[Start of section]

use argon2::{
    Algorithm, Argon2, Params, Version,
    password_hash::{PasswordHash, PasswordHasher as _, PasswordVerifier, SaltString},
};
use password_hash::rand_core::OsRng;

use crate::application::ports::password_hasher::PasswordHasher;

pub mod jwt;

/// Argon2 cost knobs. `None` keeps the crate default for that knob.
#[derive(Clone, Copy, Debug, Default)]
pub struct HashCost {
    pub memory_kib: Option<u32>,
    pub iterations: Option<u32>,
    pub parallelism: Option<u32>,
}

pub struct Argon2PasswordHasher {
    params: Params,
}

impl Argon2PasswordHasher {
    pub fn new(cost: HashCost) -> anyhow::Result<Self> {
        let params = Params::new(
            cost.memory_kib.unwrap_or(Params::DEFAULT_M_COST),
            cost.iterations.unwrap_or(Params::DEFAULT_T_COST),
            cost.parallelism.unwrap_or(Params::DEFAULT_P_COST),
            None,
        )
        .map_err(|e| anyhow::anyhow!("invalid argon2 parameters: {}", e))?;
        Ok(Self { params })
    }

    fn argon2(&self) -> Argon2<'static> {
        Argon2::new(Algorithm::Argon2id, Version::V0x13, self.params.clone())
    }
}

impl PasswordHasher for Argon2PasswordHasher {
    fn hash(&self, plaintext: &str) -> anyhow::Result<String> {
        let salt = SaltString::generate(&mut OsRng);
        let hash = self
            .argon2()
            .hash_password(plaintext.as_bytes(), &salt)
            .map_err(|e| anyhow::anyhow!("hash failed: {}", e))?
            .to_string();
        Ok(hash)
    }

    fn verify(&self, plaintext: &str, hash: &str) -> anyhow::Result<bool> {
        let parsed =
            PasswordHash::new(hash).map_err(|e| anyhow::anyhow!("invalid hash format: {}", e))?;
        // Parameters embedded in the PHC string win, so hashes made under an
        // older cost still verify.
        Ok(self
            .argon2()
            .verify_password(plaintext.as_bytes(), &parsed)
            .is_ok())
    }
}

#[cfg(test)]
mod tests {
    use super::*;

    fn cheap() -> Argon2PasswordHasher {
        Argon2PasswordHasher::new(HashCost {
            memory_kib: Some(1024),
            iterations: Some(1),
            parallelism: Some(1),
        })
        .unwrap()
    }

    #[test]
    fn hash_then_verify() {
        let hasher = cheap();
        let hash = hasher.hash("password123").unwrap();
        assert!(hash.starts_with("$argon2id$"));
        assert_ne!(hash, "password123");
        assert!(hasher.verify("password123", &hash).unwrap());
        assert!(!hasher.verify("wrongpassword", &hash).unwrap());
    }

    #[test]
    fn same_plaintext_gets_distinct_salts() {
        let hasher = cheap();
        let a = hasher.hash("same-password").unwrap();
        let b = hasher.hash("same-password").unwrap();
        assert_ne!(a, b);
        assert!(hasher.verify("same-password", &a).unwrap());
        assert!(hasher.verify("same-password", &b).unwrap());
    }

    #[test]
    fn verifies_hashes_made_with_other_costs() {
        let hash = Argon2PasswordHasher::new(HashCost::default())
            .unwrap()
            .hash("secret-pass")
            .unwrap();
        assert!(cheap().verify("secret-pass", &hash).unwrap());
    }

    #[test]
    fn garbage_hash_is_an_error() {
        assert!(cheap().verify("password", "not-a-valid-hash").is_err());
    }

    #[test]
    fn rejects_impossible_cost() {
        let res = Argon2PasswordHasher::new(HashCost {
            memory_kib: Some(1),
            iterations: Some(1),
            parallelism: Some(1),
        });
        assert!(res.is_err());
    }
}
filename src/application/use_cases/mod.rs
pub mod auth;
pub mod notes;
pub trait PasswordHasher: Send + Sync {
    /// Produces a salted one-way hash in PHC string format.
    fn hash(&self, plaintext: &str) -> anyhow::Result<String>;

    /// `Ok(false)` on mismatch; `Err` only when the stored hash is unusable.
    fn verify(&self, plaintext: &str, hash: &str) -> anyhow::Result<bool>;
}
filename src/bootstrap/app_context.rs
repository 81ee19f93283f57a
use std::sync::Arc;

use crate::application::ports::note_repository::NoteRepository;
use crate::application::ports::password_hasher::PasswordHasher;
use crate::application::ports::token_service::TokenService;
use crate::application::ports::user_repository::UserRepository;
use crate::bootstrap::config::{Config, StoreBackend};
use crate::infrastructure::crypto::Argon2PasswordHasher;
use crate::infrastructure::crypto::jwt::JwtTokenService;
use crate::infrastructure::db::PgPool;
use crate::infrastructure::db::repositories::note_repository_sqlx::SqlxNoteRepository;
use crate::infrastructure::db::repositories::user_repository_sqlx::SqlxUserRepository;
use crate::infrastructure::memory::{InMemoryNoteRepository, InMemoryUserRepository};

#[derive(Clone)]
pub struct AppContext {
    pub cfg: Config,
    services: Arc<AppServices>,
}

#[derive(Clone)]
pub struct AppServices {
    user_repo: Arc<dyn UserRepository>,
    note_repo: Arc<dyn NoteRepository>,
    password_hasher: Arc<dyn PasswordHasher>,
    token_service: Arc<dyn TokenService>,
    // None when running on the in-memory store
    pool: Option<PgPool>,
}

impl AppServices {
    pub fn new(
        user_repo: Arc<dyn UserRepository>,
        note_repo: Arc<dyn NoteRepository>,
        password_hasher: Arc<dyn PasswordHasher>,
        token_service: Arc<dyn TokenService>,
        pool: Option<PgPool>,
    ) -> Self {
        Self {
            user_repo,
            note_repo,
            password_hasher,
            token_service,
            pool,
        }
    }
}

impl AppContext {
    pub fn new(cfg: Config, services: AppServices) -> Self {
        Self {
            cfg,
            services: Arc::new(services),
        }
    }

    pub fn user_repo(&self) -> Arc<dyn UserRepository> {
        self.services.user_repo.clone()
    }

    pub fn note_repo(&self) -> Arc<dyn NoteRepository> {
        self.services.note_repo.clone()
    }

    pub fn password_hasher(&self) -> Arc<dyn PasswordHasher> {
        self.services.password_hasher.clone()
    }

    pub fn token_service(&self) -> Arc<dyn TokenService> {
        self.services.token_service.clone()
    }

    pub fn pool(&self) -> Option<PgPool> {
        self.services.pool.clone()
    }
}

/// Wires the configured store and the crypto services. Connects and migrates
/// the database for the Postgres backend.
pub async fn build(cfg: Config) -> anyhow::Result<AppContext> {
    let token_service = Arc::new(JwtTokenService::new(cfg.jwt_settings())?);
    let password_hasher = Arc::new(Argon2PasswordHasher::new(cfg.hash_cost)?);

    let services = match cfg.store_backend {
        StoreBackend::Postgres => {
            let pool = crate::infrastructure::db::connect_pool(
                cfg.database.clone(),
                cfg.db_max_connections,
            )
            .await?;
            crate::infrastructure::db::migrate(&pool).await?;
            AppServices::new(
                Arc::new(SqlxUserRepository::new(pool.clone())),
                Arc::new(SqlxNoteRepository::new(pool.clone())),
                password_hasher,
                token_service,
                Some(pool),
            )
        }
        StoreBackend::Memory => {
            tracing::warn!("using in-memory store; data is lost on exit");
            AppServices::new(
                Arc::new(InMemoryUserRepository::default()),
                Arc::new(InMemoryNoteRepository::default()),
                password_hasher,
                token_service,
                None,
            )
        }
    };

    Ok(AppContext::new(cfg, services))
}
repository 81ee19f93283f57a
use async_trait::async_trait;

use crate::domain::notes::note::Note;

/// Every lookup and mutation is scoped by owner: a note that exists but belongs
/// to someone else behaves exactly like a missing one.
#[async_trait]
pub trait NoteRepository: Send + Sync {
    async fn create_for_user(&self, user_id: i64, title: &str, content: &str)
    -> anyhow::Result<Note>;

    async fn list_for_user(&self, user_id: i64) -> anyhow::Result<Vec<Note>>;

    async fn get_owned(&self, id: i64, user_id: i64) -> anyhow::Result<Option<Note>>;

    async fn update_owned(
        &self,
        id: i64,
        user_id: i64,
        title: &str,
        content: &str,
    ) -> anyhow::Result<Option<Note>>;

    // Returns false if nothing matched id + owner
    async fn delete_owned(&self, id: i64, user_id: i64) -> anyhow::Result<bool>;
}
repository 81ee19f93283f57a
use std::net::SocketAddr;

use dotenvy::dotenv;
use tracing::info;

use notes_api::bootstrap::app_context;
use notes_api::bootstrap::config::Config;

#[tokio::main]
async fn main() -> anyhow::Result<()> {
    dotenv().ok();

    tracing_subscriber::fmt()
        .with_env_filter(
            std::env::var("RUST_LOG")
                .unwrap_or_else(|_| "notes_api=debug,axum=info,tower_http=info".into()),
        )
        .init();

    let cfg = Config::from_env()?;
    info!(?cfg, "Starting notes backend");

    let ctx = app_context::build(cfg.clone()).await?;
    let app = notes_api::presentation::http::router(ctx);

    let api_addr = SocketAddr::from(([0, 0, 0, 0], cfg.api_port));
    let listener = tokio::net::TcpListener::bind(api_addr).await?;
    info!(%api_addr, "HTTP API listening");

    axum::serve(listener, app)
        .with_graceful_shutdown(shutdown_signal())
        .await?;
    info!("HTTP API stopped");
    Ok(())
}

async fn shutdown_signal() {
    if let Err(e) = tokio::signal::ctrl_c().await {
        tracing::error!(error = ?e, "failed to listen for shutdown signal");
        std::future::pending::<()>().await;
    }
}
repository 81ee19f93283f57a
use crate::application::ports::note_repository::NoteRepository;
use crate::application::use_cases::notes::NoteError;
use crate::domain::notes::note::Note;

pub struct GetNote<'a, R: NoteRepository + ?Sized> {
    pub repo: &'a R,
}

impl<'a, R: NoteRepository + ?Sized> GetNote<'a, R> {
    pub async fn execute(&self, id: i64, user_id: i64) -> Result<Note, NoteError> {
        self.repo
            .get_owned(id, user_id)
            .await?
            .ok_or(NoteError::NotFound)
    }
}
use crate::application::ports::user_repository::UserRepository;
use crate::domain::accounts::account::Account;

pub struct GetMe<'a, R: UserRepository + ?Sized> {
    pub repo: &'a R,
}

impl<'a, R: UserRepository + ?Sized> GetMe<'a, R> {
    pub async fn execute(&self, id: i64) -> anyhow::Result<Option<Account>> {
        self.repo.find_by_id(id).await
    }
}
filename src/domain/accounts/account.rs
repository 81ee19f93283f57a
#[derive(Debug, Clone)]
pub struct Account {
    pub id: i64,
    pub username: String,
    pub email: String,
    pub created_at: chrono::DateTime<chrono::Utc>,
    pub updated_at: chrono::DateTime<chrono::Utc>,
}

/// Account together with its stored password hash. Only the login path needs
/// the hash, so it never travels on [`Account`].
#[derive(Debug, Clone)]
pub struct AccountCredentials {
    pub account: Account,
    pub password_hash: String,
}
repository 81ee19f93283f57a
pub mod http;
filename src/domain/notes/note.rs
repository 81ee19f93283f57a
#[derive(Debug, Clone)]
pub struct Note {
    pub id: i64,
    pub title: String,
    pub content: String,
    pub user_id: i64,
    pub created_at: chrono::DateTime<chrono::Utc>,
    pub updated_at: chrono::DateTime<chrono::Utc>,
}
use crate::application::access::{self, AuthenticatedUser};
use crate::application::use_cases::auth::login::{Login as LoginUc, LoginRequest as LoginDto};
use crate::application::use_cases::auth::register::{
    Register as RegisterUc, RegisterRequest as RegisterDto,
};
use crate::bootstrap::app_context::AppContext;
use crate::domain::accounts::account::Account;
use crate::presentation::http::error::ApiError;
use axum::{
    Json, Router,
    extract::{FromRequestParts, State, rejection::JsonRejection},
    http::{StatusCode, request::Parts},
    routing::post,
};
use serde::{Deserialize, Serialize};
use utoipa::ToSchema;

#[derive(Debug, Deserialize, ToSchema)]
pub struct RegisterRequest {
    #[serde(default)]
    pub username: String,
    #[serde(default)]
    pub email: String,
    #[serde(default)]
    pub password: String,
}

#[derive(Debug, Deserialize, ToSchema)]
pub struct LoginRequest {
    #[serde(default)]
    pub email: String,
    #[serde(default)]
    pub password: String,
}

#[derive(Debug, Serialize, ToSchema)]
pub struct UserResponse {
    pub id: i64,
    pub username: String,
    pub email: String,
}

impl From<Account> for UserResponse {
    fn from(a: Account) -> Self {
        UserResponse {
            id: a.id,
            username: a.username,
            email: a.email,
        }
    }
}

#[derive(Debug, Serialize, ToSchema)]
pub struct AuthResponse {
    pub message: String,
    pub user: UserResponse,
    pub token: String,
}

pub fn routes(ctx: AppContext) -> Router {
    Router::new()
        .route("/register", post(register))
        .route("/login", post(login))
        .with_state(ctx)
}

#[utoipa::path(post, path = "/api/auth/register", tag = "Auth", request_body = RegisterRequest, security(()), responses(
    (status = 201, body = AuthResponse),
    (status = 400, body = crate::presentation::http::error::ErrorBody)
))]
pub async fn register(
    State(ctx): State<AppContext>,
    payload: Result<Json<RegisterRequest>, JsonRejection>,
) -> Result<(StatusCode, Json<AuthResponse>), ApiError> {
    let Json(req) = payload?;
    let repo = ctx.user_repo();
    let hasher = ctx.password_hasher();
    let tokens = ctx.token_service();
    let uc = RegisterUc {
        repo: repo.as_ref(),
        hasher: hasher.as_ref(),
        tokens: tokens.as_ref(),
    };
    let registered = uc
        .execute(RegisterDto {
            username: req.username,
            email: req.email,
            password: req.password,
        })
        .await?;
    Ok((
        StatusCode::CREATED,
        Json(AuthResponse {
            message: "user registered successfully".into(),
            user: registered.account.into(),
            token: registered.token,
        }),
    ))
}

#[utoipa::path(post, path = "/api/auth/login", tag = "Auth", request_body = LoginRequest, security(()), responses(
    (status = 200, body = AuthResponse),
    (status = 400, body = crate::presentation::http::error::ErrorBody),
    (status = 401, body = crate::presentation::http::error::ErrorBody)
))]
pub async fn login(
    State(ctx): State<AppContext>,
    payload: Result<Json<LoginRequest>, JsonRejection>,
) -> Result<Json<AuthResponse>, ApiError> {
    let Json(req) = payload?;
    let repo = ctx.user_repo();
    let hasher = ctx.password_hasher();
    let tokens = ctx.token_service();
    let uc = LoginUc {
        repo: repo.as_ref(),
        hasher: hasher.as_ref(),
        tokens: tokens.as_ref(),
    };
    let dto = LoginDto {
        email: req.email,
        password: req.password,
    };
    let logged_in = uc.execute(&dto).await?;
    tracing::debug!(user_id = logged_in.account.id, "user_logged_in");
    Ok(Json(AuthResponse {
        message: "logged in successfully".into(),
        user: logged_in.account.into(),
        token: logged_in.token,
    }))
}

// --- Access guard extractor ---

/// Authenticated caller. Taking this as a handler argument makes the route
/// protected: extraction fails with 401 before the handler body runs.
pub struct CurrentUser(pub AuthenticatedUser);

#[axum::async_trait]
impl FromRequestParts<AppContext> for CurrentUser {
    type Rejection = ApiError;

    async fn from_request_parts(
        parts: &mut Parts,
        ctx: &AppContext,
    ) -> Result<Self, Self::Rejection> {
        let header = match parts.headers.get(axum::http::header::AUTHORIZATION) {
            Some(v) => Some(
                v.to_str()
                    .map_err(|_| access::AccessError::MalformedHeader)?,
            ),
            None => None,
        };
        let tokens = ctx.token_service();
        let users = ctx.user_repo();
        let user = access::authenticate(tokens.as_ref(), users.as_ref(), header).await?;
        parts.extensions.insert(user.clone());
        Ok(CurrentUser(user))
    }
}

[End of section]

What is being asked → Which lines above hold the string "await"? Copy every one of them.

Response to the task →
            .await?;
            crate::infrastructure::db::migrate(&pool).await?;
    let ctx = app_context::build(cfg.clone()).await?;
    let listener = tokio::net::TcpListener::bind(api_addr).await?;
        .await?;
    if let Err(e) = tokio::signal::ctrl_c().await {
        std::future::pending::<()>().await;
            .await?
        self.repo.find_by_id(id).await
        .await?;
    let logged_in = uc.execute(&dto).await?;
        let user = access::authenticate(tokens.as_ref(), users.as_ref(), header).await?;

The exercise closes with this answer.